In-Cell NMR Spectroscopy of Functional Riboswitch Aptamers in Eukaryotic Cells

We report here the in-cell NMR-spectroscopic observation of the binding of the cognate ligand 2 '-deoxyguanosine to the aptamer domain of the bacterial 2 '-deoxyguanosine-sensing riboswitch in eukaryotic cells, namely Xenopus laevis oocytes and in human HeLa cells. The riboswitch is sufficiently stable in both cell types to allow for detection of binding of the ligand to the riboswitch. Most importantly, we show that the binding mode established by in vitro characterization of this prokaryotic riboswitch is maintained in eukaryotic cellular environment. Our data also bring important methodological insights: Thus far, in-cell NMR studies on RNA in mammalian cells have been limited to investigations of short (<15 nt) RNA fragments that were extensively modified by protecting groups to limit their degradation in the intracellular space.
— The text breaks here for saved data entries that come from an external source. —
// components/playlist_engine/src/ytdlp.rs
use async_trait::async_trait;
use serde::Deserialize;
use std::process::Stdio;
use tokio::process::Command;
use tokio::sync::mpsc;
use tracing::info;
use url::Url;

use crate::backend::{pump_child, Backend};
use crate::plan::OutputPlan;
use crate::types::{CollectionMetadata, EngineError};

/// The probe-capable backend, driving yt-dlp.
///
/// yt-dlp enumerates playlist entries itself and, with `--ignore-errors`,
/// skips past items it cannot fetch; a partly-broken playlist still downloads
/// the rest and exits successfully.
pub struct YtDlpBackend;

#[async_trait]
impl Backend for YtDlpBackend {
    async fn check_available(&self) -> Result<(), EngineError> {
        which::which("yt-dlp")
            .map(|_| ())
            .map_err(|_| EngineError::DependencyNotFound("yt-dlp"))
    }

    async fn probe(&self, url: &str) -> Option<CollectionMetadata> {
        let output = Command::new("yt-dlp")
            .arg("--flat-playlist")
            .arg("--dump-single-json")
            .arg("--no-download")
            .arg(url)
            .stdin(Stdio::null())
            .output()
            .await
            .ok()?;

        if !output.status.success() {
            info!(%url, "playlist probe failed, continuing without metadata");
            return None;
        }

        let probed: PlaylistProbe = serde_json::from_slice(&output.stdout).ok()?;
        let title = probed.title?;
        info!(%title, "resolved playlist metadata");
        Some(CollectionMetadata {
            title,
            item_count_hint: probed.playlist_count,
        })
    }

    async fn retrieve(
        &self,
        url: &str,
        plan: &OutputPlan,
        lines: mpsc::UnboundedSender<String>,
    ) -> Result<(), EngineError> {
        let url = Url::parse(url).map_err(|e| EngineError::InvalidUrl(e.to_string()))?;

        let child = Command::new("yt-dlp")
            .arg("--format")
            .arg("bestaudio/best")
            .arg("--extract-audio")
            .arg("--audio-format")
            .arg("mp3")
            .arg("--audio-quality")
            .arg("320K")
            .arg("--ignore-errors")
            .arg("--newline")
            .arg("--output")
            .arg(&plan.item_template)
            .arg(url.as_str())
            .stdin(Stdio::null())
            .stdout(Stdio::piped())
            .stderr(Stdio::piped())
            .spawn()?;

        let status = pump_child(child, lines).await?;
        if !status.success() {
            return Err(EngineError::BackendFailed(format!(
                "yt-dlp exited with status: {}",
                status
            )));
        }
        Ok(())
    }
}

#[derive(Debug, Deserialize)]
struct PlaylistProbe {
    title: Option<String>,
    playlist_count: Option<u64>,
}

#[cfg(test)]
mod tests {
    use super::*;

    #[test]
    fn probe_json_parses_title_and_count() {
        let raw = r#"{"title": "My Mix", "playlist_count": 5, "entries": []}"#;
        let probed: PlaylistProbe = serde_json::from_str(raw).unwrap();
        assert_eq!(probed.title.as_deref(), Some("My Mix"));
        assert_eq!(probed.playlist_count, Some(5));
    }

    #[test]
    fn probe_json_tolerates_missing_fields() {
        let probed: PlaylistProbe = serde_json::from_str("{}").unwrap();
        assert!(probed.title.is_none());
        assert!(probed.playlist_count.is_none());
    }
}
Here, we show that the in-cell NMR setup can be adjusted for characterization of much larger (approximate to 70 nt) functional and chemically non-modified RNA.

Automated summary

This study reports the in-cell NMR-spectroscopic observation of the binding of the bacterial riboswitch ligand with the aptamer domain in eukaryotic cells, demonstrating the maintenance of binding mode in eukaryotic cellular environment. Additionally, the study shows that the in-cell NMR setup can be used for characterization of large, non-modified RNA molecules in cells.